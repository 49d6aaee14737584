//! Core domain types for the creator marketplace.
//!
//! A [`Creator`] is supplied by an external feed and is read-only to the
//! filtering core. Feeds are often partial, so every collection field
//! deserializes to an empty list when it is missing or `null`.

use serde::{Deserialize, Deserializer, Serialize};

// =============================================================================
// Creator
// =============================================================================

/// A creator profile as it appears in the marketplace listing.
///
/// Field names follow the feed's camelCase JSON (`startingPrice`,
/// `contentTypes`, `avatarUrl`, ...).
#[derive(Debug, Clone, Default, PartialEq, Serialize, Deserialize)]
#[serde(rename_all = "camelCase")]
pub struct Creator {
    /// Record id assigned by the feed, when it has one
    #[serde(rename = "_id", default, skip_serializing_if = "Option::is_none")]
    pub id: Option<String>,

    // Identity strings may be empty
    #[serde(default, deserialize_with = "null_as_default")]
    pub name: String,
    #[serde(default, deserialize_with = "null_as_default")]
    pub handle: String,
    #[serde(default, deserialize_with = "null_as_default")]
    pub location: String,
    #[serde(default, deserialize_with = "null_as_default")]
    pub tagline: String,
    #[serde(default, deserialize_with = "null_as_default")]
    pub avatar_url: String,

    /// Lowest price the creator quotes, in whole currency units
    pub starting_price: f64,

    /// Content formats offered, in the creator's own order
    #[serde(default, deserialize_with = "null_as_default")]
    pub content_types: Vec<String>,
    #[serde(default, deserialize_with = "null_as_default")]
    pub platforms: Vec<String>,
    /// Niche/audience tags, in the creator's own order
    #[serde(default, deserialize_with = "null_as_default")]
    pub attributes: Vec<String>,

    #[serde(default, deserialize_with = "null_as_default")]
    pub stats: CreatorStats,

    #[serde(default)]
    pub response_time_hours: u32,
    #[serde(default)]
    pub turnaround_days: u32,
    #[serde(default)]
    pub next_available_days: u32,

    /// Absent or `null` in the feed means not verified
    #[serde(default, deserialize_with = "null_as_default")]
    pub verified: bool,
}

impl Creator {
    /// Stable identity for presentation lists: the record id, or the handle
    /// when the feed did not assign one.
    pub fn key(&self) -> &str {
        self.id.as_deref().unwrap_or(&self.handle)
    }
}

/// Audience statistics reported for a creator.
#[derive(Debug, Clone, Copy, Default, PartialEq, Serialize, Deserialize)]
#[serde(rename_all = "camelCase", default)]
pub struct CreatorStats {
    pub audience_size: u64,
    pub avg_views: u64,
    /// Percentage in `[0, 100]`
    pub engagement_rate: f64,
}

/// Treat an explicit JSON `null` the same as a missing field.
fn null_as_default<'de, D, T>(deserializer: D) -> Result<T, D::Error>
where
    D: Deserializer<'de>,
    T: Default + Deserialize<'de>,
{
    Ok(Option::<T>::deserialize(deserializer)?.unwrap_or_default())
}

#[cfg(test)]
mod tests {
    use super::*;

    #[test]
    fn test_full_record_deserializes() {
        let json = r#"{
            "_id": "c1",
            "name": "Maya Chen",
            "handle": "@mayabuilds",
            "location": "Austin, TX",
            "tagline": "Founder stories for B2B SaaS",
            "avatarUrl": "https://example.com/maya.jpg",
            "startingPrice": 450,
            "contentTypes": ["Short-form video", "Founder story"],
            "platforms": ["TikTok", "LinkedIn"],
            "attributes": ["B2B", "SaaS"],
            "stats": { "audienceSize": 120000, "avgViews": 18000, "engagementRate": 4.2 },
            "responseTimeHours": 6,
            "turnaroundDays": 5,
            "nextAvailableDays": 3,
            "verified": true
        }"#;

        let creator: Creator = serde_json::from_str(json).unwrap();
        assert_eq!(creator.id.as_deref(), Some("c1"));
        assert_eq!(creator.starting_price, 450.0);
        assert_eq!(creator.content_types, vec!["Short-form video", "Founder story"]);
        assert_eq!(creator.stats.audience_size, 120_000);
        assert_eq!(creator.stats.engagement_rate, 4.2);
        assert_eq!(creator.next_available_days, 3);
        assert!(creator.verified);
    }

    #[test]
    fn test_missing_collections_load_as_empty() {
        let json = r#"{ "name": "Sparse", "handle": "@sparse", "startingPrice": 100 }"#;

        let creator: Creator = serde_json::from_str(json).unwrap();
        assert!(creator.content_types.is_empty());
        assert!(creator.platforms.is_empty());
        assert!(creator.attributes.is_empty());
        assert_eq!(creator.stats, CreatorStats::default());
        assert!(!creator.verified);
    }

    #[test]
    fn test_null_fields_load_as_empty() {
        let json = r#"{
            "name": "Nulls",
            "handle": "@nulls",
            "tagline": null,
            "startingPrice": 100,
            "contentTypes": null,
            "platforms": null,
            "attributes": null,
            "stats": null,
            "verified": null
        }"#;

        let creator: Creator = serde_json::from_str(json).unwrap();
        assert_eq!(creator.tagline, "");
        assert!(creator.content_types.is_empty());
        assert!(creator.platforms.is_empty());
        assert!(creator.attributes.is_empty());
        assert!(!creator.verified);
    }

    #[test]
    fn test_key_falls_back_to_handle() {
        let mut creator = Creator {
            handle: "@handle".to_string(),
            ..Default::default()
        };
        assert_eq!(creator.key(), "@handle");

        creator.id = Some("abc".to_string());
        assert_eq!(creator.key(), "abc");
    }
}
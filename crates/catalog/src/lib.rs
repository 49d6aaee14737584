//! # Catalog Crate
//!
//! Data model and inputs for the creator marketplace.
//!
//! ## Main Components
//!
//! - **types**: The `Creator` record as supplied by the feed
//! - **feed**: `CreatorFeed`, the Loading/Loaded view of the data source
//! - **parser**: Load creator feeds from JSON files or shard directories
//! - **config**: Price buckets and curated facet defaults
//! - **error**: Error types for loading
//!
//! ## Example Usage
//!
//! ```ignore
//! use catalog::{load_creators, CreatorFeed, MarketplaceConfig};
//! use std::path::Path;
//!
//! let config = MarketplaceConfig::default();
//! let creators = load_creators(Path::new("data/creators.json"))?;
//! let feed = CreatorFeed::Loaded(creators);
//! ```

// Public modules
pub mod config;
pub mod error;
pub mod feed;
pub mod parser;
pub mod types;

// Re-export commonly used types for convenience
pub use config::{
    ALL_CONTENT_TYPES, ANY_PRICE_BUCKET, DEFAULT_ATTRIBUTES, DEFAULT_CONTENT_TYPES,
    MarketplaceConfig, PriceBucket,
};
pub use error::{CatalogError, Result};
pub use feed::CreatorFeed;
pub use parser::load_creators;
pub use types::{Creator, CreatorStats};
★ ★ ★
WHAT TO DO: Wherever the string "Short" appears in the records, copy the whole line.

RESULT OF THE TASK:
            "contentTypes": ["Short-form video", "Founder story"],
        assert_eq!(creator.content_types, vec!["Short-form video", "Founder story"]);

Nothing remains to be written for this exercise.